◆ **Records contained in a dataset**
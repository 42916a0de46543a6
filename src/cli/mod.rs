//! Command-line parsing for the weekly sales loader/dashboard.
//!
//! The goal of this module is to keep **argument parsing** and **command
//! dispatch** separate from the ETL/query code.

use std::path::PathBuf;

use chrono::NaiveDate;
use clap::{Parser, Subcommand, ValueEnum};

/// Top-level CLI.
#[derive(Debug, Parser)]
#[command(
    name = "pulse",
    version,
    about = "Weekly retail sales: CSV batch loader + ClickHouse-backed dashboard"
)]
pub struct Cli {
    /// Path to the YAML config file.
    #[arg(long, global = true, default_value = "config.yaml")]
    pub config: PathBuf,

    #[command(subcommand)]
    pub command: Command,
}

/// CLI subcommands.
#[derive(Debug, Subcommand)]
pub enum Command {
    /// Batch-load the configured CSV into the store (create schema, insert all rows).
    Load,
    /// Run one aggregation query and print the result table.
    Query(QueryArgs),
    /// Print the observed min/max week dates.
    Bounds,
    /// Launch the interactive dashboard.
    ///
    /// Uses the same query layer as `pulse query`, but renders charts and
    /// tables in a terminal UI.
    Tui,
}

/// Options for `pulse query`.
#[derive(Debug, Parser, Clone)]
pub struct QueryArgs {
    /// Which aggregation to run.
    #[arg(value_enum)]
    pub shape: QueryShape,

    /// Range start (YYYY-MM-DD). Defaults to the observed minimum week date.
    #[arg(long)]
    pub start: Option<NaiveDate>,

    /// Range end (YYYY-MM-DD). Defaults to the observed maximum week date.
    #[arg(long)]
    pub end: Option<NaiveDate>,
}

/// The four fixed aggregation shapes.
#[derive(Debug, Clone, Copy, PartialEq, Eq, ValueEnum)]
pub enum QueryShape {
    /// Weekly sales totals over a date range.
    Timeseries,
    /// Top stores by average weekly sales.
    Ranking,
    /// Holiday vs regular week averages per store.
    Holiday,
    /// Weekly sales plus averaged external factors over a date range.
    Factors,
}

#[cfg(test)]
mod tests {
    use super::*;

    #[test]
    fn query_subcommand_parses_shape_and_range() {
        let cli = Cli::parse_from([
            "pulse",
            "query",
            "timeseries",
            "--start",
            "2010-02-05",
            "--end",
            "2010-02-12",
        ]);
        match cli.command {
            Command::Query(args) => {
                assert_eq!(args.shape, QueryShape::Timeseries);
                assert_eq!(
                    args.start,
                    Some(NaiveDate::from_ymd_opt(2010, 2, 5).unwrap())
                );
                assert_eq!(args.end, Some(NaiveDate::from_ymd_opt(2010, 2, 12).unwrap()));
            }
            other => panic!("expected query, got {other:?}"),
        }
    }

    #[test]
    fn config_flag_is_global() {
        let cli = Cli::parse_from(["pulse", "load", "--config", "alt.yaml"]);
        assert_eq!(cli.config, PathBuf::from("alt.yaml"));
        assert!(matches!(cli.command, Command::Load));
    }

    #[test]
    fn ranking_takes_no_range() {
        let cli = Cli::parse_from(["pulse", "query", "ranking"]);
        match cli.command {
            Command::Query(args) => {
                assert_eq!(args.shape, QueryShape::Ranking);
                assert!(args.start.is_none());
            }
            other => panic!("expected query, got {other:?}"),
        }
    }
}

◆ **TASK INSTRUCTIONS**
What lines hold the string "start"? Pick them out of the data.

◆ **SOLUTION TO THIS EXERCISE**
    /// Range start (YYYY-MM-DD). Defaults to the observed minimum week date.
    pub start: Option<NaiveDate>,
            "--start",
                    args.start,
                assert!(args.start.is_none());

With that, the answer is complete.